2
\$\begingroup\$

I have just finished an assignment and would like to know what best practices I might be missing in my code. Any help would be hugely appreciated.

import random
random.seed(42)


def alphabet_position(text_):
    def numeric_position(char_):
        # Built in method for getting the alphabet position
        import string
        return 1+string.ascii_lowercase.index(char_.lower())
    # Consider only alphabetic characters
    return ' '.join([str(numeric_position(t)) for t in text_ if t.isalpha()])


def count_smileys(smileys: list) -> int:
    import re
    pattern = r'(:|;)(-|~)?(\)|D)'
    total = 0
    # Add 1 if it matches a face (Only works in Python 3.8 or greater)
    [total := total + 1 for s in smileys if bool(re.search(pattern, s))]
    return total


class Bingo:
    def __init__(self, n):
        self.initial_size = n
        self.current_ball = None
        self.picked_balls = []
        self.remainder_balls = n

    def pick_ball(self):
        # Do not consider the already picked balls for choosing randomly
        self.current_ball = \
            random.choice([i for i in range(1, self.initial_size)
                           if i not in self.picked_balls])
        self.picked_balls.append(self.current_ball)
        self.remainder_balls -= 1


def pick_n_balls(n_):
    bg = Bingo(75)
    for i in range(n_+1):
        bg.pick_ball()
    output = f"({bg.current_ball}, {bg.picked_balls}, {bg.remainder_balls})"
    return output


def assert_everything():
    assert alphabet_position("Lorem ipsum dolor sit amet, consectetur adipiscing elit.") == '12 15 18 5 13 9 16 19 21 13 4 15 12 15 18 19 9 20 1 13 5 20 3 15 14 19 5 3 20 5 20 21 18 1 4 9 16 9 19 3 9 14 7 5 12 9 20'
    assert count_smileys([]) == 0
    assert count_smileys([':D',':~)',';~D',':)']) == 4
    assert count_smileys([':)',':(',':D',':O',':;']) == 2
    assert count_smileys([';]', ':[', ';*', ':$', ';-D']) == 1
    assert pick_n_balls(16) == (53, [15, 4, 38, 34, 31, 20, 16, 13, 63, 6, 5, 9, 22, 24, 46, 53], 59)

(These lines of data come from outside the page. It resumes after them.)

use std::net::SocketAddr;
use std::path::{Path, PathBuf};

use anyhow::{anyhow, bail, Context, Result};
use capital_allocator::candidate::load::load_raw_candidates;
use capital_allocator::candidate::money::parse_amount;
use capital_allocator::candidate::{normalize_bounded, Candidate};
use capital_allocator::config::{Config, ConfigOverrides};
use capital_allocator::optimizer::pareto::{budget_sweep, exhaustive_frontier};
use capital_allocator::optimizer::sensitivity::SensitivityPoint;
use capital_allocator::optimizer::{AllocationResult, Objective, ParetoPoint, SolverChoice};
use capital_allocator::output::csv::{
    allocation_to_csv, history_to_csv, pareto_to_csv, ranking_to_csv, sensitivity_to_csv,
};
use capital_allocator::output::json::render_json;
use capital_allocator::output::table::{
    render_allocation_table, render_history_table, render_metrics_table, render_pareto_table,
    render_ranking_table, render_sensitivity_table,
};
use capital_allocator::portfolio::{compare, MetricsComparison};
use capital_allocator::ranking::{rank_by, RankedCandidate};
use capital_allocator::server::run_server;
use capital_allocator::snapshot::{ScenarioRecord, ScenarioStore};
use clap::{Parser, Subcommand, ValueEnum};
use rust_decimal::Decimal;
use serde_json::Value;
use tracing::{info, warn};
use tracing_subscriber::EnvFilter;

#[derive(Debug, Clone, Copy, ValueEnum)]
enum OutputFormat {
    Table,
    Json,
    Csv,
}

#[derive(Debug, Clone, Copy, ValueEnum)]
enum SolverArg {
    Milp,
    Greedy,
}

impl From<SolverArg> for SolverChoice {
    fn from(value: SolverArg) -> Self {
        match value {
            SolverArg::Milp => SolverChoice::Milp,
            SolverArg::Greedy => SolverChoice::Greedy,
        }
    }
}

#[derive(Debug, Parser)]
#[command(
    name = "capital-allocator",
    about = "Capital planning portfolio optimizer"
)]
struct Cli {
    /// Candidate records (JSON array/object or CSV).
    #[arg(short, long)]
    input: Option<PathBuf>,
    #[arg(short, long)]
    config: Option<PathBuf>,
    #[arg(short, long, value_enum, default_value_t = OutputFormat::Table)]
    output: OutputFormat,
    #[arg(long)]
    objective: Option<Objective>,
    #[arg(long = "max-per-period")]
    max_per_period: Option<u32>,
    #[arg(long, value_enum)]
    solver: Option<SolverArg>,
    #[arg(long)]
    db: Option<String>,
    #[command(subcommand)]
    command: Commands,
}

#[derive(Debug, Subcommand)]
enum Commands {
    Rank,
    Optimize {
        #[arg(long, value_parser = parse_budget)]
        budget: Decimal,
        /// Save the run to the scenario history under this name.
        #[arg(long)]
        save: Option<String>,
    },
    Sensitivity {
        #[arg(long, value_parser = parse_budget)]
        budget: Decimal,
        #[arg(long, value_delimiter = ',')]
        levels: Vec<f64>,
    },
    Pareto {
        #[arg(long, value_delimiter = ',', value_parser = parse_budget)]
        budgets: Vec<Decimal>,
        #[arg(long = "max-budget", value_parser = parse_budget)]
        max_budget: Option<Decimal>,
        #[arg(long)]
        steps: Option<usize>,
        #[arg(long)]
        exhaustive: bool,
    },
    Metrics {
        #[arg(long, value_parser = parse_budget)]
        budget: Decimal,
    },
    History {
        #[arg(long, default_value_t = 20)]
        limit: usize,
    },
    Serve {
        #[arg(long)]
        host: Option<String>,
        #[arg(long)]
        port: Option<u16>,
    },
    Config {
        #[arg(long)]
        init: bool,
        #[arg(long)]
        show: bool,
    },
}

#[tokio::main]
async fn main() -> Result<()> {
    tracing_subscriber::fmt()
        .with_env_filter(EnvFilter::try_from_default_env().unwrap_or_else(|_| EnvFilter::new("info")))
        .with_writer(std::io::stderr)
        .init();
    let cli = Cli::parse();

    let config_path = cli.config.clone().unwrap_or_else(Config::default_path);
    let mut config = Config::load(Some(&config_path))?;
    config.apply_overrides(ConfigOverrides {
        objective: cli.objective,
        max_per_period: cli.max_per_period,
        solver: cli.solver.map(SolverChoice::from),
        db_path: cli.db.clone(),
    });

    match &cli.command {
        Commands::Config { init, show } => {
            return handle_config_command(*init, *show, &config, &config_path);
        }
        Commands::Serve { host, port } => {
            let host = host.clone().unwrap_or_else(|| config.server.host.clone());
            let port = port.unwrap_or(config.server.port);
            let bind = format!("{host}:{port}");
            let addr: SocketAddr = bind
                .parse()
                .map_err(|e| anyhow!("invalid bind address {bind}: {e}"))?;
            return run_server(config, addr).await;
        }
        Commands::History { limit } => {
            let store = ScenarioStore::open(&config.resolved_db_path())?;
            let records = store.load_history((*limit).max(1))?;
            return print_history(&records, cli.output);
        }
        _ => {}
    }

    let input = cli
        .input
        .as_deref()
        .ok_or_else(|| anyhow!("--input <file> is required for this command"))?;
    let candidates = load_candidates(input, config.optimizer.max_candidates)?;
    let optimizer = config.build_optimizer();
    let options = config.constraint_options();
    let objective = config.optimizer.objective;
    info!(
        candidates = candidates.len(),
        solver = optimizer.solver_name(),
        %objective,
        "loaded candidate set"
    );

    match &cli.command {
        Commands::Rank => {
            let ranked = rank_by(&candidates, objective);
            print_ranking(&ranked, cli.output)?;
        }
        Commands::Optimize { budget, save } => {
            let result = optimizer.plan(&candidates, *budget, &options, objective)?;
            if let Some(name) = save {
                let store = ScenarioStore::open(&config.resolved_db_path())?;
                let record = ScenarioRecord::from_result(name.as_str(), &candidates, &result);
                let id = store.insert_scenario(&record)?;
                info!(scenario_id = id, name = %name, "saved scenario");
            }
            print_allocation(&result, &candidates, cli.output)?;
        }
        Commands::Sensitivity { budget, levels } => {
            let levels = if levels.is_empty() {
                config.sensitivity.levels.clone()
            } else {
                levels.clone()
            };
            let points =
                optimizer.analyze_sensitivity(&candidates, *budget, &levels, &options, objective)?;
            print_sensitivity(&points, cli.output)?;
        }
        Commands::Pareto {
            budgets,
            max_budget,
            steps,
            exhaustive,
        } => {
            let frontier = if *exhaustive {
                let max_budget = max_budget
                    .or_else(|| budgets.iter().max().copied())
                    .context("--exhaustive needs --max-budget or --budgets")?;
                exhaustive_frontier(
                    &candidates,
                    &options,
                    max_budget,
                    config.optimizer.enumeration_cap,
                )?
            } else {
                let sweep = if !budgets.is_empty() {
                    budgets.clone()
                } else if let Some(max_budget) = max_budget {
                    budget_sweep(*max_budget, config.pareto.sweep_steps(*steps))
                } else {
                    bail!("pareto needs --budgets or --max-budget");
                };
                optimizer.pareto_frontier(&candidates, &sweep, &options, objective)?
            };
            print_pareto(&frontier, cli.output)?;
        }
        Commands::Metrics { budget } => {
            let result = optimizer.plan(&candidates, *budget, &options, objective)?;
            let comparison = compare(&candidates, &result.selected_ids);
            print_metrics(&result, &comparison, cli.output)?;
        }
        Commands::History { .. } | Commands::Serve { .. } | Commands::Config { .. } => {}
    }

    Ok(())
}

fn parse_budget(raw: &str) -> std::result::Result<Decimal, String> {
    let budget = parse_amount(&Value::String(raw.to_string()))?;
    if budget.is_sign_negative() && !budget.is_zero() {
        return Err(format!("budget must not be negative: {raw}"));
    }
    Ok(budget)
}

fn load_candidates(path: &Path, max_candidates: usize) -> Result<Vec<Candidate>> {
    let raw = load_raw_candidates(path)?;
    let candidates = normalize_bounded(&raw, max_candidates)
        .with_context(|| format!("invalid candidates in {}", path.display()))?;
    Ok(candidates)
}

fn handle_config_command(init: bool, show: bool, config: &Config, config_path: &Path) -> Result<()> {
    if init {
        Config::write_template(config_path)?;
        println!("Wrote config template to {}", config_path.display());
    }
    if show || !init {
        println!("{}", render_json(config)?);
    }
    Ok(())
}

fn print_ranking(ranked: &[RankedCandidate], format: OutputFormat) -> Result<()> {
    match format {
        OutputFormat::Table => println!("{}", render_ranking_table(ranked)),
        OutputFormat::Json => println!("{}", render_json(ranked)?),
        OutputFormat::Csv => print!("{}", ranking_to_csv(ranked)?),
    }
    Ok(())
}

fn print_allocation(
    result: &AllocationResult,
    candidates: &[Candidate],
    format: OutputFormat,
) -> Result<()> {
    match format {
        OutputFormat::Table => println!("{}", render_allocation_table(result)),
        OutputFormat::Json => println!("{}", render_json(result)?),
        OutputFormat::Csv => {
            let mut ids: Vec<String> = candidates.iter().map(|c| c.id.clone()).collect();
            ids.sort();
            print!("{}", allocation_to_csv(result, &ids)?);
        }
    }
    Ok(())
}

fn print_sensitivity(points: &[SensitivityPoint], format: OutputFormat) -> Result<()> {
    match format {
        OutputFormat::Table => println!("{}", render_sensitivity_table(points)),
        OutputFormat::Json => println!("{}", render_json(points)?),
        OutputFormat::Csv => print!("{}", sensitivity_to_csv(points)?),
    }
    Ok(())
}

fn print_pareto(points: &[ParetoPoint], format: OutputFormat) -> Result<()> {
    match format {
        OutputFormat::Table => println!("{}", render_pareto_table(points)),
        OutputFormat::Json => println!("{}", render_json(points)?),
        OutputFormat::Csv => print!("{}", pareto_to_csv(points)?),
    }
    Ok(())
}

fn print_metrics(
    result: &AllocationResult,
    comparison: &MetricsComparison,
    format: OutputFormat,
) -> Result<()> {
    match format {
        OutputFormat::Table => {
            println!("{}", render_allocation_table(result));
            println!("{}", render_metrics_table(comparison));
        }
        OutputFormat::Json => println!("{}", render_json(comparison)?),
        OutputFormat::Csv => {
            warn!("CSV output for metrics not implemented, using JSON");
            println!("{}", render_json(comparison)?);
        }
    }
    Ok(())
}

fn print_history(records: &[ScenarioRecord], format: OutputFormat) -> Result<()> {
    match format {
        OutputFormat::Table => println!("{}", render_history_table(records)),
        OutputFormat::Json => println!("{}", render_json(records)?),
        OutputFormat::Csv => print!("{}", history_to_csv(records)?),
    }
    Ok(())
}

if __name__ == "__main__":
    print(alphabet_position("Lorem ipsum dolor sit amet, consectetur adipiscing elit."))
    print(count_smileys([]))
    print(count_smileys([':)', ';(', ';}', ':-D']))
    print(count_smileys([';D', ':-(', ':-)', ';~)']))
    print(count_smileys([';]', ':[', ';*', ':$', ';-D']))
    pick_n_balls(16)
    assert_everything()
\$\endgroup\$
1
  • 2
    \$\begingroup\$ What do alphabet_position, count_smileys and the Bingo stuff have to do with each other? It seems they're completely unrelated. Also: What are they supposed to do? Task description(s) is/are missing. \$\endgroup\$
    – no comment
    Sep 23 at 14:17
4
\$\begingroup\$
random.seed(42)

We only want to do this in the main guard, not when loaded as a module. It's really part of the test function, not the module.

total = 0
# Add 1 if it matches a face (Only works in Python 3.8 or greater)
[total := total + 1 for s in smileys if bool(re.search(pattern, s))]
return total

We can use sum() for counting:

return sum(1 for s in smileys if re.search(pattern, s))

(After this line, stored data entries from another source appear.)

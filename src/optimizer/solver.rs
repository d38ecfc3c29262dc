//! Solver seam for the binary allocation program.
//!
//! The optimizer lowers a candidate set into an [`AllocationProblem`] and
//! hands it to an [`AllocationSolver`]. Backends are passed explicitly, so a
//! request never shares solver state with another one.

use good_lp::{
    default_solver, variable, Expression, ResolutionError, Solution, SolverModel, Variable,
    variables,
};
use serde::{Deserialize, Serialize};
use thiserror::Error;

/// Tolerance for reading a binary variable back from the solver.
const BINARY_TOLERANCE: f64 = 1e-6;

#[derive(Debug, Clone, Error, PartialEq)]
pub enum SolverError {
    #[error("allocation program is infeasible")]
    Infeasible,
    #[error("solver backend failed: {0}")]
    Backend(String),
    #[error("solver returned an unusable solution: {0}")]
    InvalidSolution(String),
}

impl From<ResolutionError> for SolverError {
    fn from(value: ResolutionError) -> Self {
        match value {
            ResolutionError::Infeasible => Self::Infeasible,
            other => Self::Backend(other.to_string()),
        }
    }
}

/// One binary decision variable.
#[derive(Debug, Clone, PartialEq, Serialize, Deserialize)]
pub struct DecisionItem {
    pub id: String,
    pub cost_cents: f64,
    pub weight: f64,
}

/// `maximize Σ weight·x` subject to the knapsack row, `x_dependent <= x_required`
/// rows and per-group cardinality caps.
#[derive(Debug, Clone, PartialEq, Serialize, Deserialize)]
pub struct AllocationProblem {
    pub items: Vec<DecisionItem>,
    pub capacity_cents: f64,
    /// `(dependent, required)` item indices.
    pub dependencies: Vec<(usize, usize)>,
    pub group_caps: Vec<GroupCap>,
}

#[derive(Debug, Clone, PartialEq, Serialize, Deserialize)]
pub struct GroupCap {
    pub label: String,
    pub members: Vec<usize>,
    pub cap: u32,
}

pub trait AllocationSolver: Send + Sync {
    fn name(&self) -> &'static str;

    /// Returns one flag per item of `problem`.
    fn solve(&self, problem: &AllocationProblem) -> Result<Vec<bool>, SolverError>;
}

/// Exact 0/1 solve through `good_lp`.
#[derive(Debug, Clone, Copy, Default)]
pub struct MilpSolver;

impl AllocationSolver for MilpSolver {
    fn name(&self) -> &'static str {
        "milp"
    }

    fn solve(&self, problem: &AllocationProblem) -> Result<Vec<bool>, SolverError> {
        if problem.items.is_empty() {
            return Ok(Vec::new());
        }

        let mut vars = variables!();
        let xs: Vec<Variable> = problem
            .items
            .iter()
            .map(|_| vars.add(variable().binary()))
            .collect();

        let mut objective = Expression::with_capacity(xs.len());
        let mut spend = Expression::with_capacity(xs.len());
        for (item, &x) in problem.items.iter().zip(&xs) {
            objective.add_mul(item.weight, x);
            spend.add_mul(item.cost_cents, x);
        }

        let mut model = vars
            .maximise(objective)
            .using(default_solver)
            .with(spend.leq(problem.capacity_cents));

        for &(dependent, required) in &problem.dependencies {
            let (Some(&dep_x), Some(&req_x)) = (xs.get(dependent), xs.get(required)) else {
                return Err(SolverError::Backend(format!(
                    "dependency row references missing item ({dependent}, {required})"
                )));
            };
            model = model.with((dep_x - req_x).leq(0.0));
        }

        for group in &problem.group_caps {
            let mut count = Expression::with_capacity(group.members.len());
            for &member in &group.members {
                let Some(&x) = xs.get(member) else {
                    return Err(SolverError::Backend(format!(
                        "group {} references missing item {member}",
                        group.label
                    )));
                };
                count.add_mul(1.0, x);
            }
            model = model.with(count.leq(f64::from(group.cap)));
        }

        let solution = model.solve()?;
        xs.iter()
            .zip(&problem.items)
            .map(|(&x, item)| {
                let value = solution.value(x);
                if (value - 1.0).abs() <= BINARY_TOLERANCE {
                    Ok(true)
                } else if value.abs() <= BINARY_TOLERANCE {
                    Ok(false)
                } else {
                    Err(SolverError::InvalidSolution(format!(
                        "{} has non-binary value {value}",
                        item.id
                    )))
                }
            })
            .collect()
    }
}

#[cfg(test)]
mod tests {
    use super::*;

    fn item(id: &str, cost_cents: f64, weight: f64) -> DecisionItem {
        DecisionItem {
            id: id.to_string(),
            cost_cents,
            weight,
        }
    }

    #[test]
    fn solves_small_knapsack_exactly() {
        let problem = AllocationProblem {
            items: vec![
                item("a", 10_000.0, 50.0),
                item("b", 20_000.0, 90.0),
            ],
            capacity_cents: 20_000.0,
            dependencies: Vec::new(),
            group_caps: Vec::new(),
        };
        let picks = MilpSolver.solve(&problem).expect("solvable");
        assert_eq!(picks, vec![false, true]);
    }

    #[test]
    fn respects_dependency_and_group_rows() {
        let problem = AllocationProblem {
            items: vec![
                item("a", 100.0, 10.0),
                item("b", 100.0, 1.0),
                item("c", 100.0, 5.0),
            ],
            capacity_cents: 1_000.0,
            dependencies: vec![(0, 1)],
            group_caps: vec![GroupCap {
                label: "2026".to_string(),
                members: vec![1, 2],
                cap: 1,
            }],
        };
        let picks = MilpSolver.solve(&problem).expect("solvable");
        assert_eq!(picks, vec![true, true, false]);
    }

    #[test]
    fn empty_problem_needs_no_backend() {
        let problem = AllocationProblem {
            items: Vec::new(),
            capacity_cents: 0.0,
            dependencies: Vec::new(),
            group_caps: Vec::new(),
        };
        assert_eq!(MilpSolver.solve(&problem), Ok(Vec::new()));
    }

    #[test]
    fn maps_resolution_errors() {
        assert_eq!(
            SolverError::from(ResolutionError::Infeasible),
            SolverError::Infeasible
        );
        assert!(matches!(
            SolverError::from(ResolutionError::Unbounded),
            SolverError::Backend(_)
        ));
    }
}
pub const BASE_MIGRATION: &str = r#"
CREATE TABLE IF NOT EXISTS scenario_runs (
    id INTEGER PRIMARY KEY AUTOINCREMENT,
    name TEXT NOT NULL,
    created_at TEXT NOT NULL,
    fingerprint TEXT NOT NULL,
    candidate_count INTEGER NOT NULL,
    budget TEXT NOT NULL,
    objective TEXT NOT NULL,
    method TEXT NOT NULL,
    feasible INTEGER NOT NULL,
    total_cost TEXT NOT NULL,
    total_benefit REAL NOT NULL,
    selected_json TEXT NOT NULL
);
CREATE INDEX IF NOT EXISTS idx_scenario_runs_created
    ON scenario_runs(created_at DESC);
CREATE INDEX IF NOT EXISTS idx_scenario_runs_fingerprint
    ON scenario_runs(fingerprint, id DESC);
"#;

We might want to make a separate function for is_smiley(), simply to make the tests more specific. Also consider compiling the regular expression just once, using re.compile().

On the subject of tests, seriously consider using the doctest module, to keep your tests close to the code they exercise. That would look like this for the count_smileys() function:

import re

SMILEY_REGEX = re.compile(r'(:|;)(-|~)?(\)|D)')

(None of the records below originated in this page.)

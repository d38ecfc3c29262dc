use std::path::Path;
use std::str::FromStr;

use anyhow::{Context, Result};
use chrono::{DateTime, Utc};
use rusqlite::{params, Connection};
use rust_decimal::Decimal;

use crate::optimizer::{Method, Objective};
use crate::snapshot::migrations::BASE_MIGRATION;
use crate::snapshot::ScenarioRecord;

pub struct ScenarioStore {
    conn: Connection,
}

const SELECT_COLUMNS: &str = r#"
SELECT id, name, created_at, fingerprint, candidate_count, budget, objective,
       method, feasible, total_cost, total_benefit, selected_json
FROM scenario_runs
"#;

impl ScenarioStore {
    pub fn open(path: &Path) -> Result<Self> {
        if let Some(parent) = path.parent() {
            std::fs::create_dir_all(parent)
                .with_context(|| format!("failed creating data directory: {}", parent.display()))?;
        }
        let conn = Connection::open(path)
            .with_context(|| format!("failed opening scenario store: {}", path.display()))?;
        let store = Self { conn };
        store.migrate()?;
        Ok(store)
    }

    pub fn open_in_memory() -> Result<Self> {
        let store = Self {
            conn: Connection::open_in_memory()?,
        };
        store.migrate()?;
        Ok(store)
    }

    pub fn migrate(&self) -> Result<()> {
        self.conn.execute_batch(BASE_MIGRATION)?;
        Ok(())
    }

    pub fn insert_scenario(&self, record: &ScenarioRecord) -> Result<i64> {
        self.conn.execute(
            r#"
INSERT INTO scenario_runs(
    name, created_at, fingerprint, candidate_count, budget, objective,
    method, feasible, total_cost, total_benefit, selected_json
) VALUES (?1, ?2, ?3, ?4, ?5, ?6, ?7, ?8, ?9, ?10, ?11)
"#,
            params![
                record.name,
                record.created_at.to_rfc3339(),
                record.fingerprint,
                record.candidate_count as i64,
                record.budget.to_string(),
                record.objective.to_string(),
                record.method.to_string(),
                if record.feasible { 1 } else { 0 },
                record.total_cost.to_string(),
                record.total_benefit,
                serde_json::to_string(&record.selected_ids)?
            ],
        )?;
        Ok(self.conn.last_insert_rowid())
    }

    /// Most recent runs first.
    pub fn load_history(&self, limit: usize) -> Result<Vec<ScenarioRecord>> {
        let sql = format!("{SELECT_COLUMNS} ORDER BY id DESC LIMIT ?1");
        let mut stmt = self.conn.prepare(&sql)?;
        let rows = stmt
            .query_map(params![limit as i64], row_to_scenario)?
            .collect::<std::result::Result<Vec<_>, _>>()?;
        Ok(rows)
    }

    pub fn latest_for_fingerprint(&self, fingerprint: &str) -> Result<Option<ScenarioRecord>> {
        let sql = format!("{SELECT_COLUMNS} WHERE fingerprint = ?1 ORDER BY id DESC LIMIT 1");
        let mut stmt = self.conn.prepare(&sql)?;
        let result = stmt.query_row(params![fingerprint], row_to_scenario);
        match result {
            Ok(record) => Ok(Some(record)),
            Err(rusqlite::Error::QueryReturnedNoRows) => Ok(None),
            Err(e) => Err(e.into()),
        }
    }
}

fn row_to_scenario(row: &rusqlite::Row<'_>) -> rusqlite::Result<ScenarioRecord> {
    let created_at_raw: String = row.get(2)?;
    let created_at = DateTime::parse_from_rfc3339(&created_at_raw)
        .map(|dt| dt.with_timezone(&Utc))
        .unwrap_or_else(|_| Utc::now());
    let budget_raw: String = row.get(5)?;
    let objective_raw: String = row.get(6)?;
    let method_raw: String = row.get(7)?;
    let total_cost_raw: String = row.get(9)?;
    let selected_raw: String = row.get(11)?;

    Ok(ScenarioRecord {
        id: Some(row.get(0)?),
        name: row.get(1)?,
        created_at,
        fingerprint: row.get(3)?,
        candidate_count: row.get::<_, i64>(4)? as usize,
        budget: Decimal::from_str(&budget_raw).unwrap_or_default(),
        objective: objective_raw.parse::<Objective>().unwrap_or_default(),
        method: if method_raw == Method::GreedyFallback.to_string() {
            Method::GreedyFallback
        } else {
            Method::Lp
        },
        feasible: row.get::<_, i64>(8)? != 0,
        total_cost: Decimal::from_str(&total_cost_raw).unwrap_or_default(),
        total_benefit: row.get(10)?,
        selected_ids: serde_json::from_str(&selected_raw).unwrap_or_default(),
    })
}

def count_smileys(smileys: list) -> int:
    """
    Return the number of strings in SMILEYS which contain at least one smiley face.

    >>> count_smileys([])
    0
    >>> count_smileys([':D', ':~)', ';~D', ':)'])
    4
    >>> count_smileys([':)',':(',':D',':O',':;'])
    2
    >>> count_smileys([';]', ':[', ';*', ':$', ';-D'])
    1
    """
    return sum(1 for s in smileys if SMILEY_REGEX.search(s))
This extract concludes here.